== TASK BRIEF ==
Return every line of the listing below, unchanged, from its first line to the line holding "merge(live, patch);", that line included.

BEGIN

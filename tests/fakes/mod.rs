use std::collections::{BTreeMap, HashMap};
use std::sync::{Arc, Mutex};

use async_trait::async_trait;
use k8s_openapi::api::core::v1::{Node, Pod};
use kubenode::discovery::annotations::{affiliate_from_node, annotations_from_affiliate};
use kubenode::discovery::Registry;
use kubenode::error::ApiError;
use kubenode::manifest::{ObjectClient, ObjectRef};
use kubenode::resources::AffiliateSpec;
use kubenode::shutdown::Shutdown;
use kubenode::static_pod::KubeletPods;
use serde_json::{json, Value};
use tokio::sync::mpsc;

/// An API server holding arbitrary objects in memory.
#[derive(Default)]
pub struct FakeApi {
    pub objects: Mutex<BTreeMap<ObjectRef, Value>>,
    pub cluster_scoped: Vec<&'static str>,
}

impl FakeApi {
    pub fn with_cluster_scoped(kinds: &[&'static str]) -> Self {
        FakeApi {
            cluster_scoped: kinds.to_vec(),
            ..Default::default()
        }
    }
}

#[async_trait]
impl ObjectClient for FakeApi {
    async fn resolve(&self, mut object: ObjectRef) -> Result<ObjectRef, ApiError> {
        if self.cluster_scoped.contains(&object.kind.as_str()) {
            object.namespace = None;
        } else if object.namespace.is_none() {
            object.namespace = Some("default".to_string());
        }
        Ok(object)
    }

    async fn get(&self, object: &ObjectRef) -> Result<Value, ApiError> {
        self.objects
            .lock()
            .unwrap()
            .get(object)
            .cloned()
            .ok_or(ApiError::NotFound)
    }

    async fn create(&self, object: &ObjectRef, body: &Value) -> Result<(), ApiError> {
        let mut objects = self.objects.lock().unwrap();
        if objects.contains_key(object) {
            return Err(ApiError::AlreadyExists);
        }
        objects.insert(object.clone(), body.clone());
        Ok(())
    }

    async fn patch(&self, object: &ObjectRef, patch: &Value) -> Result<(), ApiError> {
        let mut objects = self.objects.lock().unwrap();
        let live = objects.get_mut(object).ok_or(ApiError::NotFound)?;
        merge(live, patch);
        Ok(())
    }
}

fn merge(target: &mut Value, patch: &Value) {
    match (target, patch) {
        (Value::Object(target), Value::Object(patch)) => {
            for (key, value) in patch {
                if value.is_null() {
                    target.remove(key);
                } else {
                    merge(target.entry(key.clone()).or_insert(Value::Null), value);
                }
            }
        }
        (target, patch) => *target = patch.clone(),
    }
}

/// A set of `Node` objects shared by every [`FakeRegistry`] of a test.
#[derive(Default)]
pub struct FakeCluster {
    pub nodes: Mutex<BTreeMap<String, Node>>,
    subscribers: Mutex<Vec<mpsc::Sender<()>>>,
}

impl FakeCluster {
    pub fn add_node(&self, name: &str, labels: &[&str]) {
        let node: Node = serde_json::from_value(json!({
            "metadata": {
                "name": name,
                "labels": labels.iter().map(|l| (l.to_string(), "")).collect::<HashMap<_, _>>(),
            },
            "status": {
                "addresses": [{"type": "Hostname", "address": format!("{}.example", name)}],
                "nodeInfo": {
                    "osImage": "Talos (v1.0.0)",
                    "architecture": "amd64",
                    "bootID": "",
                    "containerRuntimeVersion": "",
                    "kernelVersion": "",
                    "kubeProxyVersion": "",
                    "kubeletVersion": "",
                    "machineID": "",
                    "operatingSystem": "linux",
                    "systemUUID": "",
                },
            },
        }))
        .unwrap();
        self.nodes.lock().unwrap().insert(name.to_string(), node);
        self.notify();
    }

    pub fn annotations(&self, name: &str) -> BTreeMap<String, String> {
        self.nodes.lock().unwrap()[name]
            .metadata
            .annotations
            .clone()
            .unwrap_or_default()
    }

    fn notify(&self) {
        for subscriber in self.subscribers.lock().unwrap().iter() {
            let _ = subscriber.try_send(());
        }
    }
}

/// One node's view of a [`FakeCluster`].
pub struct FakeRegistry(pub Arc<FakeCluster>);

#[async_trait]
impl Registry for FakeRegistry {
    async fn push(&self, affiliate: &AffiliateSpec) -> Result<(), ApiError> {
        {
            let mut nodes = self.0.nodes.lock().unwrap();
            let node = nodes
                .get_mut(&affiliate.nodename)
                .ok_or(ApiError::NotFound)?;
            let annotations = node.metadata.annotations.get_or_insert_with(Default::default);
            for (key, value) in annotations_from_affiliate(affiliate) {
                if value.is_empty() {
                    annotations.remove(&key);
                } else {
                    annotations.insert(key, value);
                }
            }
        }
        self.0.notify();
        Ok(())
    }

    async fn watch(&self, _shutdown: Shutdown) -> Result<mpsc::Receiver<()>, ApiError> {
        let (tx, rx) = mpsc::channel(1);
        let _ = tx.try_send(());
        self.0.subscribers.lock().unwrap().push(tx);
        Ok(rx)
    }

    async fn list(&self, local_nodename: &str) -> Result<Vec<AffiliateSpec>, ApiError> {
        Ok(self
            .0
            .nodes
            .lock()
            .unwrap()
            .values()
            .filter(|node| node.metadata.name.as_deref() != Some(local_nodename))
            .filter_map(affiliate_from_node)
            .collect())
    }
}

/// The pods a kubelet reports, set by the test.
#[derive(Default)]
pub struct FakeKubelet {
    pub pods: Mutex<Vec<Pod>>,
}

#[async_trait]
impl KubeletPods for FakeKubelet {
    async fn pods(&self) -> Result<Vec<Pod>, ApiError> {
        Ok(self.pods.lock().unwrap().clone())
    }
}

END

== SOLUTION TO THE PROBLEM ==
filename tests/fakes/mod.rs
use std::collections::{BTreeMap, HashMap};
use std::sync::{Arc, Mutex};

use async_trait::async_trait;
use k8s_openapi::api::core::v1::{Node, Pod};
use kubenode::discovery::annotations::{affiliate_from_node, annotations_from_affiliate};
use kubenode::discovery::Registry;
use kubenode::error::ApiError;
use kubenode::manifest::{ObjectClient, ObjectRef};
use kubenode::resources::AffiliateSpec;
use kubenode::shutdown::Shutdown;
use kubenode::static_pod::KubeletPods;
use serde_json::{json, Value};
use tokio::sync::mpsc;

/// An API server holding arbitrary objects in memory.
#[derive(Default)]
pub struct FakeApi {
    pub objects: Mutex<BTreeMap<ObjectRef, Value>>,
    pub cluster_scoped: Vec<&'static str>,
}

impl FakeApi {
    pub fn with_cluster_scoped(kinds: &[&'static str]) -> Self {
        FakeApi {
            cluster_scoped: kinds.to_vec(),
            ..Default::default()
        }
    }
}

#[async_trait]
impl ObjectClient for FakeApi {
    async fn resolve(&self, mut object: ObjectRef) -> Result<ObjectRef, ApiError> {
        if self.cluster_scoped.contains(&object.kind.as_str()) {
            object.namespace = None;
        } else if object.namespace.is_none() {
            object.namespace = Some("default".to_string());
        }
        Ok(object)
    }

    async fn get(&self, object: &ObjectRef) -> Result<Value, ApiError> {
        self.objects
            .lock()
            .unwrap()
            .get(object)
            .cloned()
            .ok_or(ApiError::NotFound)
    }

    async fn create(&self, object: &ObjectRef, body: &Value) -> Result<(), ApiError> {
        let mut objects = self.objects.lock().unwrap();
        if objects.contains_key(object) {
            return Err(ApiError::AlreadyExists);
        }
        objects.insert(object.clone(), body.clone());
        Ok(())
    }

    async fn patch(&self, object: &ObjectRef, patch: &Value) -> Result<(), ApiError> {
        let mut objects = self.objects.lock().unwrap();
        let live = objects.get_mut(object).ok_or(ApiError::NotFound)?;
        merge(live, patch);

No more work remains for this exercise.